If your app has use cases that do not fit with this constructor, ZPeekAlphaController also includes additional constructors with more parameters that should likely address your needs.

  • The second constructor allows for customization of the internal configuration values of how continuous peek magnitude is translated into alpha animations on the provided view. Use this constructor if you have a specific use case that is not supported by the first constructor.

You can either use explicit methods or certain events to register or un-register a ZPeekAlphaController with the MotionGesture manager:

  • The controller includes methods to explicitly unregister and re-register with the MotionGesture manager.
  • A ZPeekAlphaController will automatically register or unregister with the MotionGesture manager when the view is attached or detached from its window.
  • If you are creating a custom control that will internally use a ZPeekAlphaController, override the view's onVisibilityChanged method and register/unregister the ZPeekAlphaController with MotionGesture, depending the view's visibility. Otherwise, your control will continue to run the cameras for MotionGesture even when they are not visible and do not need to be registered with MotionGesture for continuous peek updates.
  • The ZPeekAlphaController unregisters with the MotionGesture manager when the activity containing the view is paused (and re-registered when resumed).

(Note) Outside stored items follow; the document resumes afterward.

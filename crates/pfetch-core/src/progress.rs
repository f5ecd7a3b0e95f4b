//! Progress reporting: counts per job and worker status plus each worker's
//! latest output, redrawn on a fixed interval.
//!
//! The reporter only reads the run state. Turning it off changes nothing
//! about how jobs run.

use serde::Serialize;
use std::fmt::Write as _;
use std::io::{self, IsTerminal, Write};
use std::sync::Arc;
use std::time::Duration;

use tokio::sync::watch;
use tokio::time::MissedTickBehavior;

use crate::job::{Job, JobStatus, WorkerId};
use crate::run::RunState;
use crate::worker::{Worker, WorkerStatus};

/// Cursor home + clear screen.
const CLEAR_SCREEN: &str = "\x1b[H\x1b[J";

/// Jobs per status.
#[derive(Debug, Clone, Copy, Default, PartialEq, Eq, Serialize)]
pub struct JobCounts {
    pub pending: usize,
    pub syncing: usize,
    pub broken: usize,
    pub failed: usize,
    pub completed: usize,
}

impl JobCounts {
    pub fn add(&mut self, status: JobStatus) {
        match status {
            JobStatus::Pending => self.pending += 1,
            JobStatus::Syncing => self.syncing += 1,
            JobStatus::Broken => self.broken += 1,
            JobStatus::Failed => self.failed += 1,
            JobStatus::Completed => self.completed += 1,
        }
    }

    pub fn total(&self) -> usize {
        self.pending + self.syncing + self.broken + self.failed + self.completed
    }
}

/// Workers per status.
#[derive(Debug, Clone, Copy, Default, PartialEq, Eq, Serialize)]
pub struct WorkerCounts {
    pub idle: usize,
    pub working: usize,
    pub dismissed: usize,
}

impl WorkerCounts {
    pub fn add(&mut self, status: WorkerStatus) {
        match status {
            WorkerStatus::Idle => self.idle += 1,
            WorkerStatus::Working => self.working += 1,
            WorkerStatus::Dismissed => self.dismissed += 1,
        }
    }

    pub fn total(&self) -> usize {
        self.idle + self.working + self.dismissed
    }
}

/// One worker as shown in the display.
#[derive(Debug, Clone)]
pub struct WorkerView {
    pub id: WorkerId,
    pub status: WorkerStatus,
    pub recent_output: Vec<String>,
}

/// Point-in-time view of a run.
#[derive(Debug, Clone)]
pub struct ProgressSnapshot {
    pub elapsed: Duration,
    pub jobs: JobCounts,
    pub workers: WorkerCounts,
    pub worker_views: Vec<WorkerView>,
}

impl ProgressSnapshot {
    pub fn capture(jobs: &[Job], workers: &[Worker], elapsed: Duration) -> Self {
        let mut job_counts = JobCounts::default();
        for job in jobs {
            job_counts.add(job.status());
        }
        let mut worker_counts = WorkerCounts::default();
        let worker_views = workers
            .iter()
            .map(|w| {
                worker_counts.add(w.status());
                WorkerView {
                    id: w.id,
                    status: w.status(),
                    recent_output: w.recent_output().map(str::to_string).collect(),
                }
            })
            .collect();
        Self {
            elapsed,
            jobs: job_counts,
            workers: worker_counts,
            worker_views,
        }
    }

    pub fn render(&self) -> String {
        let mut s = String::new();
        let w = &self.workers;
        let j = &self.jobs;
        let _ = writeln!(s, "{} seconds elapsed.", self.elapsed.as_secs());
        let _ = writeln!(
            s,
            "Workers ({} in total): {} idle, {} working, {} dismissed.",
            w.total(),
            w.idle,
            w.working,
            w.dismissed
        );
        let _ = writeln!(
            s,
            "Jobs ({} in total): {} pending, {} syncing, {} broken, {} failed, {} completed.",
            j.total(),
            j.pending,
            j.syncing,
            j.broken,
            j.failed,
            j.completed
        );
        for view in &self.worker_views {
            let _ = writeln!(s, "\nWorker {} ({}) latest output:", view.id, view.status);
            for line in &view.recent_output {
                let _ = writeln!(s, "  {line}");
            }
        }
        s
    }
}

/// One frame of output. The screen is cleared first only on a terminal, so
/// redirected output is a plain sequence of frames.
pub fn frame(snapshot: &ProgressSnapshot, terminal: bool) -> String {
    let body = snapshot.render();
    if terminal {
        format!("{CLEAR_SCREEN}{body}")
    } else {
        body
    }
}

/// Draw one frame to stdout. Write errors are ignored: the display is advisory.
pub fn draw(snapshot: &ProgressSnapshot) {
    let stdout = io::stdout();
    let terminal = stdout.is_terminal();
    let mut out = stdout.lock();
    let _ = out.write_all(frame(snapshot, terminal).as_bytes());
    let _ = out.flush();
}

/// Redraw every `interval` until shutdown is signalled.
pub(crate) async fn run_reporter(
    state: Arc<RunState>,
    interval: Duration,
    mut shutdown: watch::Receiver<bool>,
) {
    let mut ticker = tokio::time::interval(interval);
    ticker.set_missed_tick_behavior(MissedTickBehavior::Delay);
    loop {
        tokio::select! {
            _ = ticker.tick() => draw(&state.snapshot()),
            changed = shutdown.changed() => {
                if changed.is_err() || *shutdown.borrow() {
                    break;
                }
            }
        }
    }
}

#[cfg(test)]
mod tests {
    use super::*;
    use crate::job::JobTemplate;
    use std::path::PathBuf;

    fn jobs(n: usize) -> Vec<Job> {
        let t = JobTemplate {
            program: "rsync".into(),
            transfer_opts: "-a".into(),
            remote_root: "host:/r".into(),
            local_root: PathBuf::from("/tmp/x"),
            single_file_extensions: Vec::new(),
            retry_budget: 0,
        };
        (0..n).map(|i| t.build(i, &format!("d{i}"))).collect()
    }

    #[test]
    fn counts_and_render() {
        let mut jobs = jobs(3);
        jobs[0].assigned_worker = Some(0);
        jobs[0].begin_attempt(0).unwrap();
        jobs[1].assigned_worker = Some(1);
        jobs[1].begin_attempt(1).unwrap();
        jobs[1]
            .finish_attempt(JobStatus::Completed, Some(0), String::new())
            .unwrap();

        let mut workers = vec![Worker::new(0, 2), Worker::new(1, 2)];
        workers[0].set_working(true);
        workers[0].push_output("a");
        workers[0].push_output("b");
        workers[0].push_output("c");

        let snap = ProgressSnapshot::capture(&jobs, &workers, Duration::from_millis(4500));
        assert_eq!(
            snap.jobs,
            JobCounts {
                pending: 1,
                syncing: 1,
                broken: 0,
                failed: 0,
                completed: 1
            }
        );
        assert_eq!(snap.workers.working, 1);
        assert_eq!(snap.workers.idle, 1);

        let text = snap.render();
        assert!(text.starts_with("4 seconds elapsed.\n"));
        assert!(text.contains("Workers (2 in total): 1 idle, 1 working, 0 dismissed."));
        assert!(text.contains(
            "Jobs (3 in total): 1 pending, 1 syncing, 0 broken, 0 failed, 1 completed."
        ));
        assert!(text.contains("Worker 0 (working) latest output:\n  b\n  c\n"));
        assert!(!text.contains("  a\n"));
    }

    #[test]
    fn screen_is_cleared_only_on_a_terminal() {
        let snap = ProgressSnapshot::capture(&[], &[], Duration::from_secs(3));
        let plain = frame(&snap, false);
        assert!(!plain.contains('\x1b'));
        assert!(plain.starts_with("3 seconds elapsed."));
        let tty = frame(&snap, true);
        assert!(tty.starts_with(CLEAR_SCREEN));
        assert!(tty.ends_with(&plain));
    }

    #[test]
    fn empty_run_renders() {
        let snap = ProgressSnapshot::capture(&[], &[], Duration::ZERO);
        assert!(snap.render().contains("Jobs (0 in total)"));
    }
}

The following Euclid controls automatically respond to a continuous peek:

  • ZTabBarItem
  • ZToolBarItem
  • ZHeaderNavigationBar
  • ZCaptionedIconButton

The following code snippet shows how to create a new instance of a ZPeekAlphaController and listen for continuous peek events:

    private ZPeekAlphaController mPeekController;

    @Override
    protected void onVisibilityChanged(View changedView, int visibility) {
        super.onVisibilityChanged(changedView, visibility);
        boolean isViewVisible = Utils.isViewVisible(this); // This crawls the view hierarchy to see if this view, or any of its parents are set to INVISIBLE or GONE.
        if (isViewVisible) {
            mPeekController.registerListener();
        }
        else {
            mPeekController.unregisterListener();
        }
    }

Note that you will need to make sure your view is actually attached to the view hierarchy for this snippet to work successfully. For example, the view could be visible all the way up to a root node, but if that root node is not actually attached, then the view you are checking will not be visible/rendered.